Death is not the end
Castiel avait du mal à comprendre pourquoi les humains avaient peur du trépas.
Ce n'était pas comme si leur âme allait disparaître, après tout. Dès que le corps ne pouvait plus assumer ses fonctions vitales, l'âme partait vers une autre dimension.
Si elle allait au Paradis, il n'y avait pas de raison d'être en deuil. L'âme recevait sa récompense, le bonheur éternel, c'était plus logique de se réjouir que de se lamenter sur le cadavre de l'être aimé. Pourquoi donc les humains n'étaient-ils pas heureux que le défunt ait rejoint le Paradis ?
Si l'âme allait en Enfer, là encore, il n'y avait pas de raison d'être en deuil. C'étaient les pécheurs qui allaient se consumer dans la fosse, en châtiment des crimes commis pendant leur existence. Pourquoi donc s'apitoyer sur leur sort ?
« Tu sais, les humains sont une espèce très compliquée. »
Le soleil se dispersait en étincelles scintillantes sur la surface de l'océan, créant un miroir lumineux aveuglant pour un œil humain. Pour le nouveau-né, ce n'était pas grand-chose, à côté de la lumière dégagée par la grâce de son gardien.

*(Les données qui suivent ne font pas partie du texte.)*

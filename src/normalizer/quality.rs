//! Completeness score for normalized events.

use crate::domain::NormalizedEvent;
use crate::domain::template::ANONYMOUS_NAME;

const BASE: u32 = 20;
const NAME_BONUS: u32 = 20;
const EMAIL_BONUS: u32 = 15;
const LOCATION_BONUS: u32 = 15;
const RICH_DATA_BONUS: u32 = 10;
const RICH_DATA_MIN_KEYS: usize = 4;
// Every event is scored at normalization time, so it is always recent.
const RECENCY_BONUS: u32 = 20;

/// Computes the 0-100 quality score from the event's other fields.
///
/// Pure: events with the same field-presence pattern always score the same.
/// The current `quality_score` field is ignored.
#[must_use]
pub fn calculate_quality_score(event: &NormalizedEvent) -> u8 {
    let mut score = BASE;
    if event
        .user_name
        .as_deref()
        .is_some_and(|name| !name.trim().is_empty() && name != ANONYMOUS_NAME)
    {
        score += NAME_BONUS;
    }
    if is_present(event.user_email.as_deref()) {
        score += EMAIL_BONUS;
    }
    if is_present(event.user_location.as_deref()) {
        score += LOCATION_BONUS;
    }
    if event.event_data.len() >= RICH_DATA_MIN_KEYS {
        score += RICH_DATA_BONUS;
    }
    score += RECENCY_BONUS;
    u8::try_from(score.min(100)).unwrap_or(100)
}

fn is_present(value: Option<&str>) -> bool {
    value.is_some_and(|v| !v.trim().is_empty())
}
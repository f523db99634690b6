//! Weight table DTOs.

use serde::{Deserialize, Serialize};
use utoipa::ToSchema;

use crate::domain::{EventType, NotificationWeight, WebsiteId, WeightTable};

/// One effective rule.
#[derive(Debug, Clone, Serialize, ToSchema)]
pub struct WeightRuleDto {
    /// Event type.
    pub event_type: EventType,
    /// Relative selection weight.
    pub weight: u32,
    /// Candidate pool cap.
    pub max_per_queue: usize,
    /// Eligibility window in days.
    pub ttl_days: u32,
    /// Whether the type takes part in builds.
    pub enabled: bool,
}

impl WeightRuleDto {
    fn new(event_type: EventType, rule: NotificationWeight) -> Self {
        Self {
            event_type,
            weight: rule.weight,
            max_per_queue: rule.max_per_queue,
            ttl_days: rule.ttl_days,
            enabled: rule.is_enabled(),
        }
    }
}

/// Response body for the weight endpoints.
#[derive(Debug, Clone, Serialize, ToSchema)]
pub struct WeightTableResponse {
    /// Website the table belongs to.
    pub website_id: WebsiteId,
    /// Effective rule per event type.
    pub rules: Vec<WeightRuleDto>,
}

impl WeightTableResponse {
    /// Flattens a resolved table.
    #[must_use]
    pub fn new(website_id: WebsiteId, table: &WeightTable) -> Self {
        Self {
            website_id,
            rules: table
                .iter()
                .map(|(event_type, rule)| WeightRuleDto::new(event_type, rule))
                .collect(),
        }
    }
}

/// Request body for `PUT /websites/{id}/weights/{event_type}`.
///
/// Omitted fields keep the default for that type.
#[derive(Debug, Clone, Default, Deserialize, ToSchema)]
pub struct UpsertWeightRequest {
    /// Replacement weight; 0 disables the type.
    #[serde(default)]
    pub weight: Option<u32>,
    /// Replacement cap.
    #[serde(default)]
    pub max_per_queue: Option<usize>,
    /// Replacement window in days, at most 3650.
    #[serde(default)]
    pub ttl_days: Option<u32>,
}
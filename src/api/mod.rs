//! REST API layer: route handlers, DTOs, and router composition.
//!
//! All resource endpoints are mounted under `/api/v1`; system endpoints
//! live at the root. With the `swagger-ui` feature the OpenAPI document is
//! served at `/api-docs/openapi.json` and browsable at `/swagger-ui`.

pub mod dto;
pub mod handlers;
pub mod openapi;

use axum::Router;

use crate::app_state::AppState;

/// Builds the complete API router with all REST endpoints.
pub fn build_router() -> Router<AppState> {
    let router = Router::new()
        .nest("/api/v1", handlers::routes())
        .merge(handlers::system::routes());

    #[cfg(feature = "swagger-ui")]
    let router = {
        use utoipa::OpenApi;
        router.merge(
            utoipa_swagger_ui::SwaggerUi::new("/swagger-ui")
                .url("/api-docs/openapi.json", openapi::ApiDoc::openapi()),
        )
    };

    router
}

« Mais ils pleurent les gens quand ils meurent » protesta l'angelot, sa petite menotte dans celle de son grand frère. « Alors que la mort, c'est pas triste. »
Une brise salée se leva, ébouriffant les plumes et le duvet, faisant décoller les longues boucles rouges de Gabriel.
« Cassie, je crois que tu as mal compris. La mort est quelque chose de triste. Tu es content quand je dois partir pendant toute une semaine, parce que j'ai du travail ? »
L'angelot fit une moue boudeuse.
« Non. »
« Et bien, la mort, c'est pareil. Sauf qu'au lieu d'une semaine, c'est plusieurs années où les humains ne peuvent pas voir la personne qu'ils aiment. »
« Ils ne peuvent pas monter chez nous ? Pour rendre visite à leurs morts ? »
Le rire de Gabriel bondit au-dessus des vagues, semblable à une volée de cloches de cuivre par une soirée claire d'été.
« Ça ne fonctionne pas comme ça, minouche. Le Paradis est une dimension faite pour les purs esprits, et la Terre pour les créatures de chair. »
« Et les morts, ils ne peuvent pas descendre, alors ? »
« Non, ils ne peuvent pas. Et surtout, ils ne doivent pas. C'est parce qu'ils ne font plus partie du monde matériel, tu comprends. Quand ils retournent sur Terre, ils ne sont plus à leur place, et ça peut les rendre tellement malheureux qu'ils en deviennent méchants. »
« Ah » souffla Castiel.
Il sentait les embruns éclabousser le bas de sa tunique, répandant des gouttelettes fraîches sur ses jambes.
« Mais quand les humains meurent, ils retrouvent leurs morts, non ? »
« Si, chéri. C'est comme de déménager dans une nouvelle maison, où se trouvent déjà les gens que tu aime. »
L'océan se reflétait dans les yeux du nouveau-né.
« Alors c'est pas grave la mort. C'est triste mais c'est pas grave. »
Le sourire de Gabriel était étrangement doux.
« C'est exactement ça, bébé. C'est triste mais pas grave. Pas grave du tout. »
Des siècles plus tard, Castiel se rappellerait ces paroles tandis qu'il apprenait la mort de Gabriel.
C'est pas grave la mort. C'est triste mais c'est pas grave.
« Non » murmura l'ange déchu en fermant ses yeux céruléens pleins de larmes. « Pas grave du tout. »
Inspiré par une phrase du livre "Deux petits pas sur le sable mouillé". Si vous voulez le lire, attendez-vous à pleurer.